UNITED STATES DISTRICT COURT EASTERN DISTRICT OF LOUISIANA
Apr 2, 2015
CIVIL ACTION NO. 14-622 SECTION "B" (3) (E.D. La. Apr. 2, 2015)

Opinion

CIVIL ACTION NO. 14-622 SECTION "B" (3)

04-02-2015

ROBERT BRUMFIELD III v. SOCIAL SECURITY ADMINISTRATION


REPORT AND RECOMMENDATION

Plaintiff filed this action pursuant to 42 U.S.C. § 405(g) for review of the final decision of the Commissioner denying his claim for a period of disability and disability insurance benefits ("DIB") under Title II of the Social Security Act ("SSA"). The matter has been fully briefed on cross-motions for summary judgment and is ripe for review. For the following reasons, IT IS RECOMMENDED that plaintiff's motion for summary judgment be DENIED, the Commissioner's cross-motion be GRANTED, and plaintiff's case be DISMISSED WITH PREJUDICE.

I. BACKGROUND

Plaintiff filed a protective application for DIB on November 1, 2011, alleging a disability onset date of September 22, 2010. (Adm. Rec. at 47). Plaintiff alleges disability because his spleen was removed. (Id. at 94). Plaintiff, born on August 20, 1960, was 51 years old on the date on which he alleged disability and 52 years old at the time of the final administrative decision. (Id. at 190). Plaintiff has a sixth-grade education. (Id. at 212). Plaintiff has past work experience as a scaffold erector/construction worker, a bobcat operator, and a beach technician (oil spill clean-up). (Id. at 55).

Defendant initially denied plaintiff's application on December 9, 2011. (Id. at 93-101). Plaintiff sought an administrative hearing, which defendant held on July 16, 2012. (Id. at 63-92). Plaintiff and a vocational expert ("VE"), Todd Capilano, testified at the hearing.

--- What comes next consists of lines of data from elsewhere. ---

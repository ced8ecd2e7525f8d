//! Archive staging: extraction and wipe of the working directory.
//!
//! Extraction overwrites existing entries, so staging the same archive twice
//! is harmless. The orchestrator only invokes it when the server entry point
//! is absent or a newer version was just fetched (after a wipe of the target
//! directory).

use std::path::{Path, PathBuf};
use tokio::task;
use tracing::{debug, info};

use crate::core::{LaunchError, Result};

/// Extract every entry of `archive` into `target_dir`, overwriting existing
/// files and creating directories as needed.
///
/// Zip decompression is synchronous, so the work runs on the blocking pool.
pub async fn stage(archive: &Path, target_dir: &Path) -> Result<()> {
    tokio::fs::create_dir_all(target_dir).await?;

    let archive = archive.to_path_buf();
    let target: PathBuf = target_dir.to_path_buf();
    let archive_display = archive.display().to_string();

    task::spawn_blocking(move || -> Result<()> {
        let file = std::fs::File::open(&archive).map_err(|e| LaunchError::Stage {
            path: archive.display().to_string(),
            reason: format!("failed to open archive: {e}"),
        })?;
        let mut zip = zip::ZipArchive::new(file).map_err(|e| LaunchError::Stage {
            path: archive.display().to_string(),
            reason: format!("not a readable zip archive: {e}"),
        })?;
        zip.extract(&target).map_err(|e| LaunchError::Stage {
            path: target.display().to_string(),
            reason: format!("extraction failed: {e}"),
        })?;
        Ok(())
    })
    .await
    .map_err(|e| LaunchError::Stage {
        path: archive_display.clone(),
        reason: format!("extraction task failed: {e}"),
    })??;

    info!("extracted {} into {}", archive_display, target_dir.display());
    Ok(())
}

/// Recursively delete a file or directory tree, post-order.
///
/// A missing path is a no-op success; staged trees may have been cleaned up
/// out of band.
pub async fn remove_recursive(path: &Path) -> Result<()> {
    match tokio::fs::metadata(path).await {
        Err(e) if e.kind() == std::io::ErrorKind::NotFound => return Ok(()),
        Err(e) => return Err(e.into()),
        Ok(meta) => {
            if meta.is_dir() {
                tokio::fs::remove_dir_all(path).await?;
            } else {
                tokio::fs::remove_file(path).await?;
            }
        }
    }
    debug!("removed {}", path.display());
    Ok(())
}

#[cfg(test)]
mod tests {
    use super::*;
    use std::io::Write;
    use tempfile::TempDir;
    use zip::write::SimpleFileOptions;

    fn write_archive(path: &Path, entries: &[(&str, &[u8])]) {
        let file = std::fs::File::create(path).unwrap();
        let mut writer = zip::ZipWriter::new(file);
        for (name, content) in entries {
            writer
                .start_file(*name, SimpleFileOptions::default())
                .unwrap();
            writer.write_all(content).unwrap();
        }
        writer.finish().unwrap();
    }

    #[tokio::test]
    async fn stage_extracts_nested_entries() {
        let dir = TempDir::new().unwrap();
        let archive = dir.path().join("dist.zip");
        write_archive(
            &archive,
            &[
                ("server/index.mjs", b"console.log('hi')"),
                ("server/assets/app.css", b"body{}"),
            ],
        );

        let target = dir.path().join("dist");
        stage(&archive, &target).await.unwrap();

        assert!(target.join("server/index.mjs").exists());
        assert!(target.join("server/assets/app.css").exists());
    }

    #[tokio::test]
    async fn stage_twice_is_idempotent() {
        let dir = TempDir::new().unwrap();
        let archive = dir.path().join("dist.zip");
        write_archive(&archive, &[("server/index.mjs", b"v1")]);

        let target = dir.path().join("dist");
        stage(&archive, &target).await.unwrap();
        stage(&archive, &target).await.unwrap();

        let content = tokio::fs::read(target.join("server/index.mjs")).await.unwrap();
        assert_eq!(content, b"v1");
    }

    #[tokio::test]
    async fn stage_overwrites_existing_entries() {
        let dir = TempDir::new().unwrap();
        let target = dir.path().join("dist");

        let old = dir.path().join("old.zip");
        write_archive(&old, &[("server/index.mjs", b"old")]);
        stage(&old, &target).await.unwrap();

        let new = dir.path().join("new.zip");
        write_archive(&new, &[("server/index.mjs", b"new")]);
        stage(&new, &target).await.unwrap();

        let content = tokio::fs::read(target.join("server/index.mjs")).await.unwrap();
        assert_eq!(content, b"new");
    }

    #[tokio::test]
    async fn stage_rejects_garbage_archive() {
        let dir = TempDir::new().unwrap();
        let archive = dir.path().join("dist.zip");
        tokio::fs::write(&archive, b"this is not a zip").await.unwrap();

        let err = stage(&archive, &dir.path().join("dist")).await.unwrap_err();
        assert!(matches!(err, LaunchError::Stage { .. }));
    }

    #[tokio::test]
    async fn remove_recursive_deletes_trees_and_files() {
        let dir = TempDir::new().unwrap();
        let tree = dir.path().join("dist");
        tokio::fs::create_dir_all(tree.join("server/nested")).await.unwrap();
        tokio::fs::write(tree.join("server/nested/file.txt"), b"x").await.unwrap();

        remove_recursive(&tree).await.unwrap();
        assert!(!tree.exists());

        let file = dir.path().join("single.txt");
        tokio::fs::write(&file, b"x").await.unwrap();
        remove_recursive(&file).await.unwrap();
        assert!(!file.exists());
    }

    #[tokio::test]
    async fn remove_recursive_of_missing_path_is_noop() {
        let dir = TempDir::new().unwrap();
        remove_recursive(&dir.path().join("nothing-here")).await.unwrap();
    }
}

On October 24, 2012, the administrative law judge ("ALJ") issued a decision in which he found that plaintiff had not been disabled through the date of the decision. (Id. at 47-57). In the decision, the ALJ concluded that plaintiff has the severe impairments of status-post splenectomy, hepatitis C, cirrhosis of the liver (with a past history of heavy drinking), and hypertension. (Id. at 50, 54). The ALJ held that plaintiff does not have an impairment that meets or medically equals the severity of a listed impairment under the regulations. (Id.). The ALJ found that plaintiff retained the residual functional capacity ("RFC") to perform light work as defined in 20 C.F.R. § 404.1567(b) with the additional non-exertional limitations of only occasionally balancing and stooping, no climbing of ladders, ropes, or scaffold, work at unprotected heights, or around hazardous machinery, and avoidance of concentrate exposure to irritants. (Id. at 51). The ALJ concluded that plaintiff can not perform his past relevant work but that there are jobs that exist in significant numbers in the national economy that plaintiff can perform, namely that of handpacker, production helper, and bench assembler. (Id. at 56). The ALJ thus denied plaintiff DIB. (Id. at 57).

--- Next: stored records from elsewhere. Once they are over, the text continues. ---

//! Error handling for the launcher.
//!
//! The error system follows two principles:
//! 1. **Strongly-typed errors** for precise handling in code
//! 2. **Human-readable messages** the embedding shell can surface directly
//!
//! # Error Categories
//!
//! - **Configuration**: [`LaunchError::Config`]: missing or invalid settings,
//!   fatal before the pipeline starts.
//! - **Network**: [`LaunchError::Network`], [`LaunchError::BadStatus`],
//!   [`LaunchError::TooManyRedirects`]: version-check failures degrade to
//!   "proceed with current version"; download failures are fatal for the
//!   launch cycle.
//! - **Staging**: [`LaunchError::Stage`], [`LaunchError::EntrypointMissing`].
//! - **Launch**: [`LaunchError::PortsExhausted`], [`LaunchError::Spawn`],
//!   [`LaunchError::ProcessDiedDuringGrace`], [`LaunchError::ReadinessTimeout`].
//!
//! None of these crash the process; the orchestrator reports them and simply
//! never reaches the "server running" state. Only the readiness probe retries
//! automatically; everything else retries on the next application launch.

use thiserror::Error;

/// Convenience alias used throughout the crate.
pub type Result<T> = std::result::Result<T, LaunchError>;

/// The main error type for launcher operations.
#[derive(Error, Debug)]
pub enum LaunchError {
    /// Required configuration is missing or invalid.
    ///
    /// Surfaced before orchestration begins; the embedding shell is expected
    /// to render this to the user (e.g. as a startup dialog).
    #[error("configuration error: {message}")]
    Config {
        /// Description of the missing or invalid setting
        message: String,
    },

    /// A network operation failed.
    #[error("network error during {operation}: {reason}")]
    Network {
        /// The network operation that failed (e.g. "download", "upgrade check")
        operation: String,
        /// Reason for the failure
        reason: String,
    },

    /// The artifact host answered with an unexpected HTTP status.
    #[error("download failed: HTTP {status}")]
    BadStatus {
        /// The non-200, non-redirect status code received
        status: u16,
    },

    /// The redirect chain exceeded the configured depth.
    #[error("too many redirects (limit {limit})")]
    TooManyRedirects {
        /// Maximum redirect depth that was exceeded
        limit: usize,
    },

    /// Archive extraction or directory cleanup failed.
    #[error("failed to stage archive at {path}: {reason}")]
    Stage {
        /// Path of the archive or target directory involved
        path: String,
        /// Specific reason for the staging failure
        reason: String,
    },

    /// The server entry point is still missing after staging.
    ///
    /// Unrecoverable within this launch cycle.
    #[error("server entry point not found: {path}")]
    EntrypointMissing {
        /// Expected path of the entry point
        path: String,
    },

    /// No free TCP port was found within the scanned range.
    #[error("no free port found after {attempts} attempts starting at {start}")]
    PortsExhausted {
        /// First port that was probed
        start: u16,
        /// Number of consecutive ports probed
        attempts: u16,
    },

    /// The child process could not be spawned.
    #[error("failed to start server process: {reason}")]
    Spawn {
        /// Reason the spawn failed
        reason: String,
    },

    /// The child process exited before the startup grace period elapsed.
    #[error("server process exited during startup grace period")]
    ProcessDiedDuringGrace,

    /// The staged server never became reachable.
    #[error("server at {url} not ready after {attempts} attempts")]
    ReadinessTimeout {
        /// URL that was probed
        url: String,
        /// Number of attempts made before giving up
        attempts: u32,
    },

    /// The persisted version record could not be read or written.
    #[error("version store error: {reason}")]
    Store {
        /// Reason the store operation failed
        reason: String,
    },

    /// IO error
    #[error("IO error: {0}")]
    Io(#[from] std::io::Error),
}
mod common;
mod repl;

use std::fs;
use std::io::{self, IsTerminal, Read, Write};
use std::path::{Path, PathBuf};
use std::process::ExitCode;

use anyhow::{Context, Result};
use clap::{ArgAction, Parser};
use owo_colors::OwoColorize;
use tracing::debug;

use circe_interpreter::Interpreter;
use circe_syntax::tree::Node;

use crate::common::{parse_line, render_error};

#[derive(Parser, Debug)]
#[command(name = "circe", version, about = "Evaluate Circe s-expressions")]
struct Cli {
    /// File to evaluate, one expression per line; `-` reads standard input.
    /// Starts the REPL when omitted and stdin is a terminal.
    path: Option<PathBuf>,

    /// Evaluate an expression and print its result (repeatable)
    #[arg(short = 'e', long = "eval", value_name = "EXPR", action = ArgAction::Append)]
    exprs: Vec<String>,

    /// Print the parse tree before each result
    #[arg(long = "tree", default_value_t = false)]
    tree: bool,

    /// REPL history file
    #[arg(long = "history", env = "CIRCE_HISTORY", value_name = "FILE")]
    history: Option<PathBuf>,

    /// More log output on stderr (-v debug, -vv trace). RUST_LOG takes precedence.
    #[arg(short = 'v', long = "verbose", action = ArgAction::Count)]
    verbose: u8,
}

/// One unit of batch input.
struct Input<'a> {
    /// Text handed to the parser
    text: &'a str,
    /// Text shown when rendering a parse error
    source: &'a str,
    /// Lines preceding `text` within `source`
    offset: usize,
}

fn init_tracing(verbose: u8) {
    use tracing_subscriber::{fmt, prelude::*, EnvFilter};

    let fallback = match verbose {
        0 => "warn",
        1 => "debug",
        _ => "trace",
    };
    let filter = EnvFilter::try_from_default_env().unwrap_or_else(|_| EnvFilter::new(fallback));
    tracing_subscriber::registry()
        .with(fmt::layer().with_writer(io::stderr).with_target(true).with_level(true))
        .with(filter)
        .init();
}

/// Parses every input first, then evaluates them in order.
///
/// Returns `Ok(false)` after rendering the first parse error; nothing is
/// evaluated in that case.
fn run_batch(inputs: &[Input<'_>], show_tree: bool) -> Result<bool> {
    let mut trees: Vec<Node> = Vec::with_capacity(inputs.len());
    for input in inputs {
        match parse_line(input.text) {
            Ok(tree) => trees.push(tree),
            Err(e) => {
                render_error("Parse error", input.source, &e.shifted(input.offset));
                return Ok(false);
            }
        }
    }
    debug!(count = trees.len(), "parsed batch");

    let mut interpreter = Interpreter::new();
    let stdout = io::stdout();
    let mut out = stdout.lock();
    for tree in &trees {
        if show_tree {
            write!(out, "{}", tree)?;
        }
        writeln!(out, "{}", interpreter.run(tree))?;
    }
    out.flush()?;
    Ok(true)
}

fn source_inputs(src: &str) -> Vec<Input<'_>> {
    src.lines()
        .enumerate()
        .filter(|(_, line)| !line.trim().is_empty())
        .map(|(offset, text)| Input {
            text,
            source: src,
            offset,
        })
        .collect()
}

fn read_file(path: &Path) -> Result<String> {
    fs::read_to_string(path).with_context(|| format!("Failed to read {}", path.display()))
}

fn read_stdin() -> Result<String> {
    let mut src = String::new();
    io::stdin()
        .read_to_string(&mut src)
        .context("Failed to read standard input")?;
    Ok(src)
}

fn run(cli: Cli) -> Result<bool> {
    if !cli.exprs.is_empty() {
        let inputs: Vec<Input<'_>> = cli
            .exprs
            .iter()
            .map(|e| Input {
                text: e,
                source: e,
                offset: 0,
            })
            .collect();
        return run_batch(&inputs, cli.tree);
    }

    match &cli.path {
        Some(path) if path.as_os_str() == "-" => {
            let src = read_stdin()?;
            run_batch(&source_inputs(&src), cli.tree)
        }
        Some(path) => {
            let src = read_file(path)?;
            run_batch(&source_inputs(&src), cli.tree)
        }
        None if io::stdin().is_terminal() => {
            repl::start_repl(repl::ReplOptions {
                history: cli.history,
                show_tree: cli.tree,
            })?;
            Ok(true)
        }
        None => {
            let src = read_stdin()?;
            run_batch(&source_inputs(&src), cli.tree)
        }
    }
}

fn main() -> ExitCode {
    let cli = Cli::parse();
    init_tracing(cli.verbose);

    match run(cli) {
        Ok(true) => ExitCode::SUCCESS,
        Ok(false) => ExitCode::FAILURE,
        Err(e) => {
            eprintln!("{}: {}", "error".red().bold(), format!("{:#}", e).red());
            ExitCode::FAILURE
        }
    }
}
//! Every allocation made during a read-eval-print cycle is released by the
//! time the cycle ends.
//!
//! A counting global allocator tracks live allocations per thread, so tests
//! running in parallel do not see each other's traffic.

use std::alloc::{GlobalAlloc, Layout, System};
use std::cell::Cell;

use circe_interpreter::{builtin_op, eval, read, Interpreter, Sexpr, Value};
use circe_lexer::Lexer;
use circe_parser::Parser;

struct CountingAlloc;

thread_local! {
    static LIVE: Cell<isize> = const { Cell::new(0) };
}

fn bump(delta: isize) {
    let _ = LIVE.try_with(|live| live.set(live.get() + delta));
}

unsafe impl GlobalAlloc for CountingAlloc {
    unsafe fn alloc(&self, layout: Layout) -> *mut u8 {
        let ptr = System.alloc(layout);
        if !ptr.is_null() {
            bump(1);
        }
        ptr
    }

    unsafe fn dealloc(&self, ptr: *mut u8, layout: Layout) {
        System.dealloc(ptr, layout);
        bump(-1);
    }
}

#[global_allocator]
static GLOBAL: CountingAlloc = CountingAlloc;

fn live() -> isize {
    LIVE.with(Cell::get)
}

fn cycle(input: &str) -> String {
    let tokens = Lexer::new(input).tokenize().expect("Lexing should succeed");
    let tree = Parser::new(tokens).parse_program().expect("Parsing should succeed");
    let mut interpreter = Interpreter::new();
    interpreter.run(&tree).to_string()
}

/// Runs `f` once to settle lazy one-time state, then checks that a second
/// run leaves no live allocations behind.
fn assert_balanced<F: Fn()>(f: F) {
    f();
    let before = live();
    f();
    assert_eq!(live(), before, "allocations leaked");
}

const INPUTS: &[&str] = &[
    "",
    "42",
    "()",
    "(+ 1 2 3)",
    "(* 2 (+ 1 1))",
    "(- 5)",
    "(/ 10 0)",
    "(/ 10 0 7 8)",
    "(+ 1 *)",
    "(1 2 3)",
    "(+ (/ 1 0) (* 2 2) 99999999999999999999)",
    "((((((((1))))))))",
    "(* (+ 1 2) (- 10 4) (/ 9 3)) (+ 1)",
];

#[test]
fn full_cycles_release_everything() {
    for input in INPUTS {
        assert_balanced(|| {
            let out = cycle(input);
            assert!(!out.is_empty());
        });
    }
}

#[test]
fn error_paths_release_taken_operands() {
    assert_balanced(|| {
        let operands: Sexpr = [10, 2, 0, 5].into_iter().map(Value::number).collect();
        assert!(builtin_op("/", operands).is_error());
    });
    assert_balanced(|| {
        let operands = Sexpr::new()
            .with(Value::number(1))
            .with(Value::symbol("not-a-number"))
            .with(Value::Sexpr(Sexpr::new().with(Value::number(2))));
        assert!(builtin_op("+", operands).is_error());
    });
}

#[test]
fn collapsing_to_one_child_releases_the_shell() {
    assert_balanced(|| {
        let tokens = Lexer::new("(((7)))").tokenize().unwrap();
        let tree = Parser::new(tokens).parse_program().unwrap();
        let value = read(&tree);
        drop(tree);
        assert_eq!(eval(value), Value::number(7));
    });
}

Plaintiff asked the Appeals Council to review the ALJ's conclusion that he is not disabled. (Id. at 37-38). On January 28, 2014, the Appeals Council denied plaintiff's request. (Id. at 1-5). Plaintiff then timely filed this civil action.

II. STANDARD OF REVIEW

The function of a district court on judicial review is limited to determining whether there is "substantial evidence" in the record, as a whole, to support the final decision of the Commissioner as trier of fact, and whether the Commissioner applied the appropriate legal standards to evaluate the evidence. See 42 U.S.C. § 405(g); Brown v. Apfel, 192 F.3d 492, 496 (5th Cir.1999); Martinez v. Chater, 64 F.3d 172, 173 (5th Cir.1995); Carriere v. Sullivan, 944 F.2d 243, 245 (5th Cir.1991). If the Commissioner's findings are supported by substantial evidence, this Court must affirm them. Martinez, 64 F.3d at 173.

"Substantial evidence" is that which is relevant and sufficient for a reasonable mind to accept as adequate to support a conclusion. Richardson v. Perales, 402 U.S. 389, 401(1971); Masterson v. Barnhart, 309 F.3d 267, 272 (5th Cir. 2002). It is more than a scintilla, but may be less than a preponderance. Spellman v. Shalala, 1 F.3d 357, 360 (5th Cir.1993). A finding of no substantial evidence is appropriate only if no credible evidentiary choices or medical findings exist to support the Commissioner's decision. See Boyd v. Apfel, 239 F.3d 698, 704 (5th Cir. 2002).

A district court may not try the issues de novo, re-weigh the evidence, or substitute its own judgment for that of the Commissioner. Carey v. Apfel, 230 F.3d 131, 135 (5th Cir. 2000); Ripley v. Chater, 67 F.3d 552, 555 (5th Cir.1995); Spellman, 1 F.3d at 360. The Commissioner is entitled to make any finding that is supported by substantial evidence, regardless of whether other conclusions are also permissible. See Arkansas v. Oklahoma, 503 U.S. 91, 112-13 (1992). Conflicts in the evidence are for the Commissioner to resolve, not the courts. Carey, 230 F.3d at 135. Any of the Commissioner's findings of fact that are supported by substantial evidence are conclusive. Ripley, 67 F.3d at 555. Despite this Court's limited function on review, the Court must scrutinize the record in its entirety to determine the reasonableness of the decision reached and whether substantial evidence exists to support it. Anthony v. Sullivan, 954 F.2d 289, 295 (5th Cir.1992); Villa v. Sullivan, 895 F.2d 1019, 1022 (5th Cir.1990).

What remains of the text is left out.